以Pacbio和Nanopore 为代表的三代测序技术，目前最成功的应用领域就是基因组组装，由于其长读长的特点，非常适合处理对于二代测序技术较难测通的高重复区域和高GC含量区域。因此对于基因组组装研究而言，三代测序技术已经成为了现实意义上的标准技术。但是相伴产生的问题就是计算量的大幅增长。笔者早年在测序公司工作期间，第一个任务就是搭建宏基因组组装流程，期间由于内存超标造成的不断失败的依然历历在目。

本文的主要目的，是从一个基础的基于三代测序数据（Pacbio为例）为基础的组装策略，展示一下三代基因组组装的一些难关。

第一关 k-mer 分析

基因组组装第一步就是需要对需要组装的物种基因组大小、测序样本杂合度信息有一个估计，一般采用k-mer 分析作为基础。k-mer分析简单来说，就是将所测数据中长度为k的碱基序列频率进行统计，从k-mer出现频率分布情况，估算样本的杂合程度、基因组大小等信息。该步骤一般采用JellyFish 软件进行操作。由于该步骤是一个对内存消耗较大的。

而且，由于k-mer分析中的k值其实没有一个确定值，因此在实际分析过程中，经常会对

第二关 长序列数据矫正

三代测序在提供了长读长的基础上也损失了一定的准确性（与二代测序相比），而二代测序相对低廉的价格以及较高的准确性，也非常适合与三代测序数据结合，进行reads的矫正。
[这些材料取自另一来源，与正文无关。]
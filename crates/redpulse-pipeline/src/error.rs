use thiserror::Error;

/// Errors a collection or report run can surface to callers.
///
/// Per-keyword fetch failures are absorbed inside the run (fallback or skip)
/// and never appear here; only input validation, storage failures, and an
/// entirely empty run abort.
#[derive(Debug, Error)]
pub enum PipelineError {
    /// Caller input was rejected before any work started. Never retried.
    #[error("invalid pipeline input: {0}")]
    Validation(String),

    /// A checkpoint, dedup query, or report write failed.
    #[error("storage operation failed: {0}")]
    Storage(anyhow::Error),

    /// Every keyword yielded zero posts.
    #[error("collection produced no posts across any keyword")]
    NoData,
}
除此之外，在常见的三代组装软件之中（例如FALCON、CANU等）其内部其实存在一个三代序列自我矫正的步骤，但从笔者有限的经验来看，如果不在组装之前进行矫正，后面的组装结果依然是惨不忍睹。另外从资金成本角度上来看，一味地增加三代数据量和增加二代测序数据相比也是不划算的。因此采用二代数据对三代数据进行矫正就显得十分合理了（当然，土豪请忽略…）

三代序列自矫正工具LoRMA， ARAMIS是二代测序数据纠正三代数据的工具。

该步骤的核心其实是序列比对运算，因此该步骤也是对内存消耗十分巨大的步骤之一。

第三关 基因组组装计算

三代基因组组装常用的工具有FALCON和canu这类工具基本上就一个特点：占用大量内存。以FALCON为例，该工具已经成为Pacbio 官方发布的分析框架SMRT link的一个标准工具，其分析的每一步，都伴随着将大量数据读入内存进行后续计算。而如果样本本身的杂合性较高，内存需求也会较杂合度较小的数据相比有较大的提升。因此，对于组装计算这步而言，内存的巨大消耗是目前无法绕过去的坎。
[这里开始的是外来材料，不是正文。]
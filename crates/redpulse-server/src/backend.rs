//! Postgres and provider implementations of the pipeline traits.
//!
//! This is the composition root: the pipeline crate defines the seams, and
//! the concrete sqlx/reqwest-backed implementations live here.

use std::collections::HashSet;

use chrono::NaiveDate;
use futures::future::BoxFuture;
use sqlx::PgPool;

use redpulse_core::{AppConfig, CollectionProgress, DailyReport, Post, TimeWindow};
use redpulse_pipeline::{CheckpointStore, PostFetcher, PostStore, ReportStore};
use redpulse_scraper::{ProviderClient, RawPost, ScrapeError};

/// Postgres-backed post, checkpoint, and report storage.
pub struct PgBackend {
    pool: PgPool,
}

impl PgBackend {
    #[must_use]
    pub fn new(pool: PgPool) -> Self {
        Self { pool }
    }
}

impl PostStore for PgBackend {
    fn existing_post_ids<'a>(
        &'a self,
        ids: &'a [String],
    ) -> BoxFuture<'a, anyhow::Result<HashSet<String>>> {
        Box::pin(async move { Ok(redpulse_db::existing_post_ids(&self.pool, ids).await?) })
    }

    fn upsert_post<'a>(&'a self, post: &'a Post) -> BoxFuture<'a, anyhow::Result<()>> {
        Box::pin(async move { Ok(redpulse_db::upsert_post(&self.pool, post).await?) })
    }
}

impl CheckpointStore for PgBackend {
    fn load(&self) -> BoxFuture<'_, anyhow::Result<Option<CollectionProgress>>> {
        Box::pin(async move { Ok(redpulse_db::load_checkpoint(&self.pool).await?) })
    }

    fn save<'a>(&'a self, progress: &'a CollectionProgress) -> BoxFuture<'a, anyhow::Result<()>> {
        Box::pin(async move { Ok(redpulse_db::save_checkpoint(&self.pool, progress).await?) })
    }

    fn clear(&self) -> BoxFuture<'_, anyhow::Result<()>> {
        Box::pin(async move { Ok(redpulse_db::clear_checkpoint(&self.pool).await?) })
    }
}

impl ReportStore for PgBackend {
    fn report_for_date(
        &self,
        date: NaiveDate,
    ) -> BoxFuture<'_, anyhow::Result<Option<DailyReport>>> {
        Box::pin(async move { Ok(redpulse_db::report_for_date(&self.pool, date).await?) })
    }

    fn posts_for_day(&self, date: NaiveDate) -> BoxFuture<'_, anyhow::Result<Vec<Post>>> {
        Box::pin(async move {
            let rows = redpulse_db::posts_for_day(&self.pool, date).await?;
            Ok(rows
                .into_iter()
                .map(redpulse_db::PostRow::into_post)
                .collect())
        })
    }

    fn save_report<'a>(&'a self, report: &'a DailyReport) -> BoxFuture<'a, anyhow::Result<()>> {
        Box::pin(async move { Ok(redpulse_db::insert_report(&self.pool, report).await?) })
    }
}

/// [`ProviderClient`]-backed fetcher.
pub struct ProviderFetcher {
    client: ProviderClient,
}

impl ProviderFetcher {
    /// Builds the fetcher from the application's provider settings.
    ///
    /// # Errors
    ///
    /// Returns [`ScrapeError::Http`] if the HTTP client cannot be built.
    pub fn from_config(config: &AppConfig) -> Result<Self, ScrapeError> {
        let client = ProviderClient::new(
            &config.provider_base_url,
            config.provider_timeout_secs,
            config.provider_max_attempts,
            config.provider_backoff_base_ms,
        )?;
        Ok(Self { client })
    }
}

impl PostFetcher for ProviderFetcher {
    fn fetch_posts<'a>(
        &'a self,
        keyword: &'a str,
        max_posts: u32,
        window: TimeWindow,
    ) -> BoxFuture<'a, Result<Vec<RawPost>, ScrapeError>> {
        Box::pin(self.client.fetch_posts(keyword, max_posts, window))
    }
}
当然，二代测序数据组装与三代组装相比只能是更加占用内存，这主要是因为二代组装软件（如华大基因开发的SOAPdenovo），基本上都是基于德布鲁因图（de Bruijn graph）算法的，该算法对内存占用，比三代主流的以重叠区域为核心的算法，对占用情况更大。

不仅如此，二代测序中最为常见的Call SNP操作的最知名的工具集——GATK，在其算法核心中，其实也有通过局部组装来矫正比对结果的步骤，因此在不能并发的条件下，单个线程对所对应的内存也是非常感人的…

总之，在目前的测序技术的条件下，组装（除了基因组之外，也包括无参转录组），在一般的生信分析中都是绝对的内存杀手。

小结

三代基因组组装是涉及的所有步骤，基本上都是十分占用内存的任务。类似的，二代数据无参转录组组装也是一类常见的组装问题，对于内存同样有较高的要求。这就造成了对于多节点的计算环境而言，一般需要配置胖节点进行组装运算。但是胖节点不能总为组装任务保持空闲着，所以有效的任务调度又成为了组装任务的潜在关卡。

在生物信息相关计算中，由于计算的特殊性造成了对单个任务占用大量内存和有限的硬件资源之间存在天然的矛盾，因此解决之道，在于采用更合理的作业调度和资源调度系统。